Shelter: Logs and planks were used for construction of house posts, siding, and roofs (Clallam, Haisla, Hanaksiala, Hesquiat, Hoh, Kwakiutl, Montana Indian, Okanagan-Colville).
Transportation: The grand size of the Redcedar, along with its rot resistance and soft, carve-able wood, served for its extensive use for paddles and dugout canoes, up to 100 ft. (30 m) long (Clallam, Hesquiat, Haisla, Hanaksiala, Kutenai, Kwakiutl, Makah, Montana Indian, Nitinaht, Okweekeno, Okanagan-Colville, Quileute, Coast Salish, Thompson, Tsimshian).

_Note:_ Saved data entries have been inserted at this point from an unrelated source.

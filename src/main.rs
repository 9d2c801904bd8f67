use std::env;
use std::net::SocketAddr;
use tokio::net::TcpListener;
use tracing::info;
use tracing_subscriber::{fmt, EnvFilter};

use orgchart::{db, fixtures, routes, AppState, Config};

#[tokio::main]
async fn main() -> anyhow::Result<()> {
    let args: Vec<String> = env::args().collect();
    if args.iter().any(|arg| arg == "-help" || arg == "--help") {
        println!("Usage: orgchart [OPTIONS]");
        println!("Options:");
        println!("  -config <path>  Path to configuration file (default: ./etc/orgchart.toml)");
        println!("  -help, --help   Print this help message");
        return Ok(());
    }

    let config_path = args
        .iter()
        .skip_while(|arg| arg.as_str() != "-config")
        .nth(1)
        .map(|s| s.to_string())
        .unwrap_or_else(|| "./etc/orgchart.toml".to_string());

    // Load configuration first (before logging init)
    let config = Config::load(&config_path).unwrap_or_else(|e| {
        eprintln!("Could not load config file: {}, using defaults", e);
        Config::default()
    });

    // Priority: RUST_LOG env var > config file > default "info"
    let env_filter = EnvFilter::try_from_default_env()
        .unwrap_or_else(|_| EnvFilter::new(&config.log.level));

    fmt::fmt()
        .with_env_filter(env_filter)
        .with_target(true)
        .with_thread_ids(true)
        .with_file(true)
        .with_line_number(true)
        .init();

    info!("Starting Orgchart server...");
    info!("Loading configuration from: {}", config_path);

    let db_conn = db::init_database(&config.database).await.map_err(|e| {
        tracing::error!("Database initialization failed: {}", e);
        anyhow::anyhow!("Database initialization failed: {}", e)
    })?;

    let state = AppState::new(db_conn, config.clone());

    if config.seed_fixtures {
        let report = fixtures::seed(&state.organizations, &state.memberships).await?;
        info!(
            "Fixtures: {} organizations, {} memberships",
            report.organizations, report.memberships
        );
    }

    let app = routes::create_router(state);

    let addr: SocketAddr = match config.addr.parse() {
        Ok(addr) => addr,
        Err(_) => {
            tracing::warn!("Invalid address '{}', using default 0.0.0.0:8080", config.addr);
            SocketAddr::from(([0, 0, 0, 0], 8080))
        }
    };

    info!("Server listening on {}", addr);

    let listener = TcpListener::bind(addr).await?;
    axum::serve(listener, app).await?;

    Ok(())
}
//! Demo data
//!
//! Seeds a small company: a headquarters with four departments, three teams
//! under TECH, five branch offices, and two users with memberships.
//! Does nothing when any root organization already exists.

use tracing::info;

use crate::error::AppResult;
use crate::identity::UserRef;
use crate::service::{MembershipService, NewOrganization, OrganizationService};
use crate::store::{MembershipStore, OrganizationStore};

const DEPARTMENTS: [(&str, &str, &str, i32); 4] = [
    ("Technology", "TECH", "Research and development", 0),
    ("Human Resources", "HR", "People and recruiting", 10),
    ("Finance", "FINANCE", "Accounting and budgeting", 20),
    ("Marketing", "MARKETING", "Brand and sales", 30),
];

const TECH_TEAMS: [(&str, &str, i32); 3] = [
    ("Frontend", "FRONTEND", 0),
    ("Backend", "BACKEND", 10),
    ("Quality Assurance", "QA", 20),
];

/// Summary of what [`seed`] inserted
#[derive(Clone, Copy, Debug, Default, PartialEq, Eq)]
pub struct SeedReport {
    pub organizations: usize,
    pub memberships: usize,
}

pub async fn seed<O, M>(
    organizations: &OrganizationService<O>,
    memberships: &MembershipService<O, M>,
) -> AppResult<SeedReport>
where
    O: OrganizationStore,
    M: MembershipStore,
{
    if !organizations.roots().await?.is_empty() {
        info!("Organizations already present, skipping fixtures");
        return Ok(SeedReport::default());
    }

    let mut report = SeedReport::default();
    let admin = UserRef::new("1", "admin");
    let demo = UserRef::new("2", "demo");

    let root = organizations
        .create(NewOrganization {
            description: Some("Company headquarters".to_string()),
            manager: Some(admin.clone()),
            ..NewOrganization::named("Headquarters").with_code("ROOT")
        })
        .await?;
    report.organizations += 1;

    let mut tech_id = root.id;
    let mut hr_id = root.id;
    for (name, code, description, sort) in DEPARTMENTS {
        let department = organizations
            .create(NewOrganization {
                description: Some(description.to_string()),
                ..NewOrganization::named(name)
                    .under(root.id)
                    .with_code(code)
                    .with_sort_number(sort)
            })
            .await?;
        report.organizations += 1;
        match code {
            "TECH" => tech_id = department.id,
            "HR" => hr_id = department.id,
            _ => {}
        }
    }

    for (name, code, sort) in TECH_TEAMS {
        organizations
            .create(
                NewOrganization::named(name)
                    .under(tech_id)
                    .with_code(code)
                    .with_sort_number(sort),
            )
            .await?;
        report.organizations += 1;
    }

    for n in 1..=5 {
        organizations
            .create(NewOrganization {
                phone: Some(format!("010-8888-{n:04}")),
                address: Some(format!("Branch office No. {n}")),
                ..NewOrganization::named(format!("Branch {n}"))
                    .under(root.id)
                    .with_code(format!("BRANCH{n}"))
                    .with_sort_number(100 + n * 10)
            })
            .await?;
        report.organizations += 1;
    }

    memberships.join(&admin, root.id, true).await?;
    memberships.join(&admin, tech_id, false).await?;
    memberships.join(&demo, tech_id, true).await?;
    memberships.join(&demo, hr_id, false).await?;
    report.memberships = 4;

    info!(
        "Seeded {} organizations and {} memberships",
        report.organizations, report.memberships
    );
    Ok(report)
}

Modern Uses: Redcedar is an important timber wood valued for its lightweight, tight grain, durability, decay resistance, as well as insulative and aromatic properties. It is used for constructing sailboats and kayaks, as well as shingles, posts, utility poles, decking, and siding. It is also widely used for making beehives. The aromatic oil is used today for production of essential oils, perfumes, insecticides, soaps, deodorants, medicinal preparations, and shoe polishes.
Threats and Conservation: Not threatened.